Не успела она договорить, как он оказался рядом. Похоже, он не оценил ее французское кружево, потому что молниеносно стащил его, оставив Эсме обнаженной. И долго-долго смотрел на нее.
А когда заговорил, она вздрогнула от неожиданности.
— Я люблю тебя, Эсме, — прошептал он, сжимая ее в объятиях.
Какой-то частью сознания реальная Эсме понимала, что на этом месте сон отклоняется от истины. Себастьян не любил ее. Но Эсме из сна спросила:
— Так же сильно, как я тебя?
Вместо ответа он прижался к ней всем телом.
— Джина влюблена в своего мужа. Она даст мне отставку, — пробормотал он наконец, целуя ее плечо и постепенно спускаясь ниже. Для него все происходящее было настоящим открытием, поскольку Себастьян Боннингтон никогда не понимал мужчин, имевших глупость завести любовницу, и до этой минуты никогда не встречал женщину, способную подбить его на подобную глупость.
Пока не познакомился с Эсме.
— Ты не можешь… — бормотала она. — Ты не должен… Настоящая Эсме изо всех сил пыталась припомнить, что хотела ему сказать.
Но он прокладывал языком дорожку к ее ключице… стоя на коленях. А то, что проделывал с ее губами…
Она почти в полуобмороке свалилась на диван, что, похоже, было именно тем, чего он добивался.
— Я желал тебя с того момента, как увидел. Господи, Эсме… ты так прекрасна… каждый кусочек твоего тела…
Ее трясло как в лихорадке. Эти руки никогда не касались тела другой женщины, но словно сами собой знали, что делать.
И коснулись ее коленей, посылая по ногам искры лесного пожара.
— Я должна сказать тебе кое-что, — выдохнула она.
— Не сейчас, — возразил он, снова наклоняя голову. И искры полыхнули настоящим огнем, наслаждение брызнуло в кончики пальцев.
— Се… Себастьян…
Он не ответил, и Эсме из сна, совершенно потеряв голову, жадно прильнула к нему, умирая от желания показать ему то, что он, может быть, и знал, но никогда до этой минуты не испытывал, слышал, но никогда раньше не ощущал. Она задыхалась от нетерпения; язык ей не повиновался.
Но сама Эсме, Эсме Роулингс, вдова Майлза Роулингса, извивалась и металась в постели отнюдь не от страсти. Захваченная сном, она отчаянно пыталась сообщить своему спящему двойнику нечто… заставить ее…
И с криком пробудилась, вернувшись назад в свое тело. Не то гибкое, чувственное тело, которое ласкал Себастьян Боннин-гтон. А в бесформенное тело беременной женщины. Снова она проснулась до того, как успела сказать ему…
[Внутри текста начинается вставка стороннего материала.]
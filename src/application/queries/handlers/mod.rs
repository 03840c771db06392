//! Query Handlers 实现

mod audio_handlers;

pub use audio_handlers::*;
//! Infrastructure Adapters
//!
//! 六边形架构的适配器实现

pub mod codec;
pub mod storage;
pub mod tts;

pub use codec::*;
pub use storage::*;
pub use tts::*;
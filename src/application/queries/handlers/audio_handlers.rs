//! Audio Query Handlers

use std::sync::Arc;

use crate::application::error::ApplicationError;
use crate::application::ports::{AudioFormat, OutputStoragePort};
use crate::application::queries::audio_queries::{GetOutputAudio, OutputAudioData, OutputAudioInfo};

/// 由文件扩展名推断 Content-Type
fn content_type_for(file_name: &str) -> String {
    file_name
        .rsplit_once('.')
        .and_then(|(_, ext)| AudioFormat::from_extension(ext))
        .unwrap_or(AudioFormat::Mp3)
        .content_type()
        .to_string()
}

/// GetOutputAudio Handler
pub struct GetOutputAudioHandler {
    storage: Arc<dyn OutputStoragePort>,
}

impl GetOutputAudioHandler {
    pub fn new(storage: Arc<dyn OutputStoragePort>) -> Self {
        Self { storage }
    }

    /// 查询文件位置和大小
    pub async fn handle(&self, query: GetOutputAudio) -> Result<OutputAudioInfo, ApplicationError> {
        let path = self.storage.output_path(&query.file_name)?;
        if !self.storage.output_exists(&query.file_name).await {
            return Err(ApplicationError::not_found("Audio file", query.file_name));
        }

        let size_bytes = tokio::fs::metadata(&path).await?.len();

        Ok(OutputAudioInfo {
            content_type: content_type_for(&query.file_name),
            file_name: query.file_name,
            path,
            size_bytes,
        })
    }

    /// 读取完整文件内容
    pub async fn read(&self, query: GetOutputAudio) -> Result<OutputAudioData, ApplicationError> {
        let audio_data = self.storage.read_output(&query.file_name).await?;

        Ok(OutputAudioData {
            content_type: content_type_for(&query.file_name),
            file_name: query.file_name,
            audio_data,
        })
    }
}
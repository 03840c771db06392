//! Data Transfer Objects

use serde::Serialize;
use std::collections::BTreeMap;

// ============================================================================
// 统一响应结构
// ============================================================================

/// 统一 API 响应格式
#[derive(Debug, Serialize)]
pub struct ApiResponse<T: Serialize> {
    pub errno: i32,
    pub error: String,
    pub data: Option<T>,
}

impl<T: Serialize> ApiResponse<T> {
    /// 成功响应
    pub fn success(data: T) -> Self {
        Self {
            errno: 0,
            error: String::new(),
            data: Some(data),
        }
    }
}

// ============================================================================
// Story DTOs
// ============================================================================

/// 单个故事的生成结果
#[derive(Debug, Serialize)]
pub struct StoryAudioResponse {
    pub title: String,
    pub file_name: String,
    /// 播放地址
    pub audio_url: String,
    pub duration_ms: u64,
    pub size_bytes: usize,
    /// 内嵌 base64 数据的下载链接（HTML）
    pub download_link: String,
}

/// 批量生成结果：标题 → 生成结果
#[derive(Debug, Serialize)]
pub struct BatchAudioResponse {
    pub count: usize,
    pub outputs: BTreeMap<String, StoryAudioResponse>,
}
Слеза скользнула по ее щеке. Слишком хорошо знала Эсме, почему с прошлого июня этот сон возвращается снова и снова. Что же, на это было много причин. Прежде всего ребенок в ее чреве мог быть плодом той ночи.
Но в то же время ребенок вполне мог и не принадлежать Себастьяну. Потому что на следующую ночь они с мужем делили постель, впервые за много лет, именно в надежде зачать наследника.
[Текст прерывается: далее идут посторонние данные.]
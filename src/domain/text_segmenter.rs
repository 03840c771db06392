//! 文本分割器
//!
//! 合成服务对单次请求的文本长度有限制，正文需要先切成不超过
//! `max_chars` 个字符的片段，再逐段合成并按顺序拼接。

/// 默认单段最大字符数
pub const DEFAULT_MAX_CHARS: usize = 100;

/// 文本分割配置
#[derive(Debug, Clone)]
pub struct SegmentConfig {
    /// 单段最大字符数
    pub max_chars: usize,
}

impl Default for SegmentConfig {
    fn default() -> Self {
        Self {
            max_chars: DEFAULT_MAX_CHARS,
        }
    }
}

/// 检查是否为强分隔符（句末标点）
#[inline]
fn is_strong_delimiter(ch: char) -> bool {
    matches!(ch, '。' | '？' | '！' | '.' | '?' | '!' | '\n')
}

/// 检查是否为弱分隔符（逗号等）
#[inline]
fn is_weak_delimiter(ch: char) -> bool {
    matches!(ch, '，' | '；' | '：' | ',' | ';' | ':' | '…' | '—')
}

/// 按标点切成最小单位（分隔符保留在前一段末尾）
fn split_by_delimiters(text: &str) -> Vec<String> {
    let mut pieces = Vec::new();
    let mut current = String::new();

    for ch in text.chars() {
        current.push(ch);
        if is_strong_delimiter(ch) || is_weak_delimiter(ch) {
            let trimmed = current.trim();
            if !trimmed.is_empty() {
                pieces.push(trimmed.to_string());
            }
            current.clear();
        }
    }

    let trimmed = current.trim();
    if !trimmed.is_empty() {
        pieces.push(trimmed.to_string());
    }

    pieces
}

/// 超长片段先按空白切分，单词仍超长时按字符硬切
fn split_oversized(piece: &str, max_chars: usize) -> Vec<String> {
    let mut parts = Vec::new();
    let mut current = String::new();

    for word in piece.split_whitespace() {
        let word_len = word.chars().count();

        if word_len > max_chars {
            if !current.is_empty() {
                parts.push(std::mem::take(&mut current));
            }
            let chars: Vec<char> = word.chars().collect();
            for chunk in chars.chunks(max_chars) {
                parts.push(chunk.iter().collect());
            }
            continue;
        }

        let needed = if current.is_empty() { word_len } else { word_len + 1 };
        if current.chars().count() + needed > max_chars {
            parts.push(std::mem::take(&mut current));
        }
        if !current.is_empty() {
            current.push(' ');
        }
        current.push_str(word);
    }

    if !current.is_empty() {
        parts.push(current);
    }

    parts
}

/// 合并时的连接符：拉丁文字之间补一个空格，CJK 标点后直接相连
fn joiner(buffer: &str) -> &'static str {
    match buffer.chars().last() {
        Some(c) if c.is_ascii() => " ",
        _ => "",
    }
}

/// 对文本进行分段
///
/// 分段策略：
/// 1. 按句末标点和逗号类标点切成最小单位
/// 2. 超过 `max_chars` 的单位按空白/字符再切
/// 3. 相邻单位在不超过 `max_chars` 的前提下合并
pub fn segment_text(text: &str, config: &SegmentConfig) -> Vec<String> {
    let max_chars = config.max_chars.max(1);
    let mut segments: Vec<String> = Vec::new();
    let mut buffer = String::new();

    let units = split_by_delimiters(text)
        .into_iter()
        .flat_map(|piece| {
            if piece.chars().count() > max_chars {
                split_oversized(&piece, max_chars)
            } else {
                vec![piece]
            }
        });

    for unit in units {
        let sep = joiner(&buffer);
        let joined_len = buffer.chars().count() + sep.len() + unit.chars().count();

        if joined_len > max_chars && !buffer.is_empty() {
            segments.push(std::mem::take(&mut buffer));
        }
        buffer.push_str(joiner(&buffer));
        buffer.push_str(&unit);
    }

    if !buffer.is_empty() {
        segments.push(buffer);
    }

    segments
}

/// 使用默认配置分段（便捷方法）
pub fn segment_text_default(text: &str) -> Vec<String> {
    segment_text(text, &SegmentConfig::default())
}
//! Story Context - 故事限界上下文
//!
//! 职责:
//! - 故事记录（标题 + 正文）
//! - 批处理映射（标题唯一）
//! - 输出文件命名

mod errors;
mod value_objects;

pub use errors::StoryError;
pub use value_objects::{
    numbered_output_file_name, output_file_name, Story, StoryBatch, StoryTitle, DEFAULT_TITLE,
};
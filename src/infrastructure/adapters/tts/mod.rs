//! TTS Adapter - HTTP TTS 客户端实现

mod fake_tts_client;
mod http_tts_client;

pub use fake_tts_client::{FakeTtsClient, FakeTtsClientConfig};
pub use http_tts_client::*;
Ее руки беспокойно оглаживали холмик живота. Похоже, дитя еще спит. Все спокойно. Никто не колотится в ее живот изнутри, пытаясь дать почувствовать Эсме, что она не одна.
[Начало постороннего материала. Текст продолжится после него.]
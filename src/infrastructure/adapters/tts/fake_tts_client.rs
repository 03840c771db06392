//! Fake TTS Client - 用于测试的 TTS 客户端
//!
//! 不实际调用合成服务：配置了音频文件时始终返回该文件，
//! 否则按文本长度生成一段 WAV 提示音。

use async_trait::async_trait;
use std::path::PathBuf;

use crate::application::ports::{
    AudioFormat, SynthesisRequest, SynthesisResponse, TtsEnginePort, TtsError,
};
use crate::domain::audio::AudioBuffer;
use crate::infrastructure::adapters::codec::encode_wav;

/// Fake TTS Client 配置
#[derive(Debug, Clone)]
pub struct FakeTtsClientConfig {
    /// 固定返回的音频文件路径（MP3/WAV）
    pub audio_file_path: Option<PathBuf>,
    /// 生成提示音时每个字符对应的时长（毫秒）
    pub ms_per_char: u64,
    /// 生成提示音的采样率
    pub sample_rate: u32,
}

impl Default for FakeTtsClientConfig {
    fn default() -> Self {
        Self {
            audio_file_path: None,
            ms_per_char: 60,
            sample_rate: 24000,
        }
    }
}

/// Fake TTS Client
pub struct FakeTtsClient {
    config: FakeTtsClientConfig,
    /// 缓存的音频数据
    fixed_audio: Option<(Vec<u8>, AudioFormat)>,
}

impl FakeTtsClient {
    /// 创建新的 FakeTtsClient
    pub fn new(config: FakeTtsClientConfig) -> Result<Self, std::io::Error> {
        let fixed_audio = match &config.audio_file_path {
            Some(path) => {
                let data = std::fs::read(path)?;
                let format = path
                    .extension()
                    .and_then(|e| e.to_str())
                    .and_then(AudioFormat::from_extension)
                    .unwrap_or(AudioFormat::Mp3);
                Some((data, format))
            }
            None => None,
        };

        tracing::info!(
            path = ?config.audio_file_path,
            ms_per_char = config.ms_per_char,
            "FakeTtsClient initialized"
        );

        Ok(Self {
            config,
            fixed_audio,
        })
    }

    /// 使用默认配置创建
    pub fn with_defaults() -> Self {
        Self {
            config: FakeTtsClientConfig::default(),
            fixed_audio: None,
        }
    }

    /// 按文本长度生成 440Hz 提示音
    fn tone_for(&self, text: &str) -> Vec<u8> {
        let rate = self.config.sample_rate;
        let duration_ms = text.chars().count() as u64 * self.config.ms_per_char;
        let frames = (duration_ms * rate as u64 / 1000) as usize;
        let samples = (0..frames)
            .map(|i| (2.0 * std::f32::consts::PI * 440.0 * i as f32 / rate as f32).sin() * 0.3)
            .collect();
        encode_wav(&AudioBuffer::new(samples, rate, 1))
    }
}

#[async_trait]
impl TtsEnginePort for FakeTtsClient {
    async fn synthesize(&self, request: SynthesisRequest) -> Result<SynthesisResponse, TtsError> {
        if request.text.trim().is_empty() {
            return Err(TtsError::EmptyText);
        }

        tracing::debug!(
            text_len = request.text.len(),
            lang = %request.lang,
            "FakeTtsClient: returning canned audio"
        );

        let (audio_data, format) = match &self.fixed_audio {
            Some((data, format)) => (data.clone(), *format),
            None => (self.tone_for(&request.text), AudioFormat::Wav),
        };

        Ok(SynthesisResponse {
            audio_data,
            format,
            chunks: 1,
        })
    }
}
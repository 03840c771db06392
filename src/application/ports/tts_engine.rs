//! TTS Engine Port - 语音合成抽象
//!
//! 定义外部合成服务的抽象接口，具体实现在 infrastructure/adapters 层

use async_trait::async_trait;
use thiserror::Error;

use super::AudioFormat;

/// TTS 错误
#[derive(Debug, Error)]
pub enum TtsError {
    #[error("Network error: {0}")]
    NetworkError(String),

    #[error("Request timeout")]
    Timeout,

    #[error("Service error: {0}")]
    ServiceError(String),

    #[error("Invalid response: {0}")]
    InvalidResponse(String),

    #[error("No text to speak")]
    EmptyText,
}

/// 合成请求
#[derive(Debug, Clone)]
pub struct SynthesisRequest {
    /// 要合成的文本
    pub text: String,
    /// 语言代码（如 `en`）
    pub lang: String,
}

/// 合成响应
#[derive(Debug, Clone)]
pub struct SynthesisResponse {
    /// 编码后的音频数据
    pub audio_data: Vec<u8>,
    /// 音频数据的编码格式
    pub format: AudioFormat,
    /// 服务端请求次数（分段合成时大于 1）
    pub chunks: usize,
}

/// TTS Engine Port
///
/// 外部合成服务的抽象接口：文本 + 语言 → 编码音频
#[async_trait]
pub trait TtsEnginePort: Send + Sync {
    /// 执行合成
    async fn synthesize(&self, request: SynthesisRequest) -> Result<SynthesisResponse, TtsError>;

    /// 检查合成服务是否可用
    async fn health_check(&self) -> bool {
        true // 默认实现
    }
}
//! Command Handlers 实现

mod story_handlers;

pub use story_handlers::*;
Как унизительно, что во сне она всегда твердила Себастьяну о своей любви, но ни разу не предупредила, чтобы на следующую ночь он держался подальше от ее спальни! Не удосужилась объяснить, что отныне принадлежит мужу.
Потому что Себастьян действительно пришел к ней на следующую ночь. Разбудил их, отчего муж подумал, что к ним забрался вор. И когда Майлз набросился на незваного гостя, его сердце не выдержало.
И снова эти знакомые слезы. Такие же знакомые, как вкус хлеба. Скорбные, виноватые слезы.
Если бы только она не отдалась Себастьяну, не предала своего мужа! Если бы только вышла из гостиной, едва он стал раздеваться! Не покорилась своему желанию…
Эсме села в постели и затряслась от рыданий, словно пытаясь избавиться от угрызений совести.